The best race-week sleep strategy is not heroic. It is repeatable: bank sleep, keep caffeine intentional, pack early, avoid new pills, and make race night so familiar it has no room to perform tricks.

  • Race-week routines that reduce decision fatigue
  • Fueling and caffeine timing built around your start time
  • Training structure that protects sleep during peak weeks
  • Course-specific pacing so race morning feels less improvised
Build My Marathon Plan →

FAQ

Will one bad night of sleep ruin my marathon?
Usually, no. One bad night is common before important races. It may make the race feel harder and make pacing judgment less crisp, but it usually does not erase aerobic fitness.
Should I take melatonin the night before a race?
Melatonin is best supported for jet lag and circadian timing problems. It is less clearly useful for anxiety-driven race-night insomnia in your normal time zone.
Are Ambien or other Z-drugs safe for athletes?
Small studies are somewhat reassuring at standard doses, but the evidence is limited and not built around real endurance time trials. These drugs should only be used with medical guidance, never mixed with alcohol, and never tried for the first time before a goal race.
Are Benadryl or PM sleep aids a good option before a hot race?
Probably not. Diphenhydramine and doxylamine can cause next-day sedation and have anticholinergic effects that may interfere with heat regulation.

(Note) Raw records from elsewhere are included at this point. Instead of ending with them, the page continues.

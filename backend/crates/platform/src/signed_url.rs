//! Signed URLs
//!
//! Temporary links carry their parameters in the clear plus two extra
//! query parameters: `expires` (Unix seconds) and `signature`
//! (base64url HMAC-SHA256 over the path and every other parameter).

use thiserror::Error;
use url::{Url, form_urlencoded};
use zeroize::Zeroizing;

use crate::crypto::{from_base64_url, hmac_sha256, hmac_sha256_verify, to_base64_url};

pub const EXPIRES_PARAM: &str = "expires";
pub const SIGNATURE_PARAM: &str = "signature";

/// Resolves relative links in `SignedUrl::parse`
const PARSE_BASE: &str = "http://localhost/";

#[derive(Debug, Clone, PartialEq, Eq, Error)]
pub enum SignedUrlError {
    #[error("Signature parameter is missing")]
    MissingSignature,

    #[error("Signature does not match")]
    InvalidSignature,

    #[error("Link has expired")]
    Expired,

    #[error("Malformed signed parameter: {0}")]
    Malformed(&'static str),
}

/// A path plus its ordered query parameters
#[derive(Debug, Clone, PartialEq, Eq)]
pub struct SignedUrl {
    pub path: String,
    pub params: Vec<(String, String)>,
}

impl SignedUrl {
    pub fn param(&self, key: &str) -> Option<&str> {
        self.params
            .iter()
            .find(|(k, _)| k == key)
            .map(|(_, v)| v.as_str())
    }

    /// `path?k=v&...` with form-urlencoded parameters
    pub fn to_uri(&self) -> String {
        if self.params.is_empty() {
            return self.path.clone();
        }
        let mut query = form_urlencoded::Serializer::new(String::new());
        for (key, value) in &self.params {
            query.append_pair(key, value);
        }
        format!("{}?{}", self.path, query.finish())
    }

    /// Inverse of `to_uri`. Accepts a relative link or an absolute one, in
    /// which case scheme and host are dropped.
    pub fn parse(uri: &str) -> Result<Self, SignedUrlError> {
        let url = Url::parse(PARSE_BASE)
            .and_then(|base| base.join(uri))
            .map_err(|_| SignedUrlError::Malformed("uri"))?;

        Ok(Self {
            path: url.path().to_string(),
            params: url.query_pairs().into_owned().collect(),
        })
    }
}

/// Link signer contract
pub trait UrlSigner: Send + Sync {
    /// Append `expires` and `signature` to `params`
    fn sign(&self, path: &str, params: &[(String, String)], expires_at_secs: i64) -> SignedUrl;

    /// Check the signature first, then the expiry
    fn verify(&self, url: &SignedUrl, now_secs: i64) -> Result<(), SignedUrlError>;
}

/// HMAC-SHA256 link signer
pub struct HmacUrlSigner {
    key: Zeroizing<Vec<u8>>,
}

impl HmacUrlSigner {
    pub fn new(key: impl Into<Vec<u8>>) -> Self {
        Self {
            key: Zeroizing::new(key.into()),
        }
    }

    /// Canonical bytes: the path, then every non-signature parameter, each
    /// length-prefixed
    fn canonical(path: &str, params: &[(String, String)]) -> Vec<u8> {
        let mut buf = Vec::new();
        push(&mut buf, path);
        for (k, v) in params.iter().filter(|(k, _)| k != SIGNATURE_PARAM) {
            push(&mut buf, k);
            push(&mut buf, v);
        }
        buf
    }
}

impl std::fmt::Debug for HmacUrlSigner {
    fn fmt(&self, f: &mut std::fmt::Formatter<'_>) -> std::fmt::Result {
        f.debug_struct("HmacUrlSigner")
            .field("key", &"[REDACTED]")
            .finish()
    }
}

impl UrlSigner for HmacUrlSigner {
    fn sign(&self, path: &str, params: &[(String, String)], expires_at_secs: i64) -> SignedUrl {
        let mut params: Vec<(String, String)> = params
            .iter()
            .filter(|(k, _)| k != EXPIRES_PARAM && k != SIGNATURE_PARAM)
            .cloned()
            .collect();
        params.push((EXPIRES_PARAM.to_string(), expires_at_secs.to_string()));

        let tag = hmac_sha256(&self.key, &[&Self::canonical(path, &params)]);
        params.push((SIGNATURE_PARAM.to_string(), to_base64_url(&tag)));

        SignedUrl {
            path: path.to_string(),
            params,
        }
    }

    fn verify(&self, url: &SignedUrl, now_secs: i64) -> Result<(), SignedUrlError> {
        let signature = url
            .param(SIGNATURE_PARAM)
            .ok_or(SignedUrlError::MissingSignature)?;
        let tag = from_base64_url(signature).map_err(|_| SignedUrlError::InvalidSignature)?;

        let canonical = Self::canonical(&url.path, &url.params);
        if !hmac_sha256_verify(&self.key, &[&canonical], &tag) {
            return Err(SignedUrlError::InvalidSignature);
        }

        let expires: i64 = url
            .param(EXPIRES_PARAM)
            .ok_or(SignedUrlError::Malformed(EXPIRES_PARAM))?
            .parse()
            .map_err(|_| SignedUrlError::Malformed(EXPIRES_PARAM))?;

        if now_secs >= expires {
            return Err(SignedUrlError::Expired);
        }
        Ok(())
    }
}

fn push(buf: &mut Vec<u8>, part: &str) {
    buf.extend_from_slice(&(part.len() as u64).to_be_bytes());
    buf.extend_from_slice(part.as_bytes());
}

#[cfg(test)]
mod tests {
    use super::*;

    fn params() -> Vec<(String, String)> {
        vec![
            ("id".to_string(), "7".to_string()),
            ("hash".to_string(), "abc".to_string()),
            ("guard".to_string(), "users".to_string()),
        ]
    }

    #[test]
    fn test_sign_then_verify() {
        let signer = HmacUrlSigner::new(b"secret".to_vec());
        let url = signer.sign("/email/verify", &params(), 1_000);

        assert_eq!(url.param("expires"), Some("1000"));
        assert!(url.param("signature").is_some());
        assert_eq!(signer.verify(&url, 999), Ok(()));
    }

    #[test]
    fn test_expired_link() {
        let signer = HmacUrlSigner::new(b"secret".to_vec());
        let url = signer.sign("/email/verify", &params(), 1_000);
        assert_eq!(signer.verify(&url, 1_000), Err(SignedUrlError::Expired));
    }

    #[test]
    fn test_tampered_param_or_path() {
        let signer = HmacUrlSigner::new(b"secret".to_vec());
        let url = signer.sign("/email/verify", &params(), 1_000);

        let mut tampered = url.clone();
        tampered.params[0].1 = "8".to_string();
        assert_eq!(signer.verify(&tampered, 0), Err(SignedUrlError::InvalidSignature));

        let mut moved = url.clone();
        moved.path = "/other".to_string();
        assert_eq!(signer.verify(&moved, 0), Err(SignedUrlError::InvalidSignature));

        let mut extended = url;
        extended.params[3].1 = "9999999999".to_string();
        assert_eq!(signer.verify(&extended, 0), Err(SignedUrlError::InvalidSignature));
    }

    #[test]
    fn test_wrong_key_and_missing_signature() {
        let url = HmacUrlSigner::new(b"secret".to_vec()).sign("/p", &params(), 1_000);
        let other = HmacUrlSigner::new(b"other".to_vec());
        assert_eq!(other.verify(&url, 0), Err(SignedUrlError::InvalidSignature));

        let unsigned = SignedUrl {
            path: "/p".to_string(),
            params: params(),
        };
        assert_eq!(other.verify(&unsigned, 0), Err(SignedUrlError::MissingSignature));
    }

    #[test]
    fn test_to_uri_encodes() {
        let url = SignedUrl {
            path: "/p".to_string(),
            params: vec![("email".to_string(), "a b@c".to_string())],
        };
        assert_eq!(url.to_uri(), "/p?email=a+b%40c");
    }

    #[test]
    fn test_reserved_characters_survive_parse() {
        let signer = HmacUrlSigner::new(b"secret".to_vec());
        let reserved = vec![
            ("email".to_string(), "a&b=c d".to_string()),
            ("next".to_string(), "/x?y=1#z".to_string()),
        ];
        let url = signer.sign("/email/verify", &reserved, 1_000);

        let parsed = SignedUrl::parse(&url.to_uri()).unwrap();
        assert_eq!(parsed, url);
        assert_eq!(parsed.param("email"), Some("a&b=c d"));
        assert_eq!(signer.verify(&parsed, 0), Ok(()));
    }

    #[test]
    fn test_parse_absolute_and_bare_links() {
        let parsed = SignedUrl::parse("https://app.test/email/verify?id=7&hash=abc").unwrap();
        assert_eq!(parsed.path, "/email/verify");
        assert_eq!(parsed.param("id"), Some("7"));

        let bare = SignedUrl::parse("/p").unwrap();
        assert_eq!(bare.path, "/p");
        assert!(bare.params.is_empty());
    }

    #[test]
    fn test_debug_redacts_key() {
        let signer = HmacUrlSigner::new(b"topsecret".to_vec());
        assert!(!format!("{signer:?}").contains("topsecret"));
    }
}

They are not good race-night experiments.
Is alcohol prohibited by WADA?
Alcohol has been excluded from the WADA Prohibited List since 2018. Some sport federations may still have their own alcohol rules. For endurance performance and sleep quality, it remains a poor sleep aid.
What is the best sleep intervention for endurance athletes?
The best-supported intervention is sleep extension in the weeks before competition. Aim for an extra 30 to 60 minutes per night for two to four weeks before a goal race.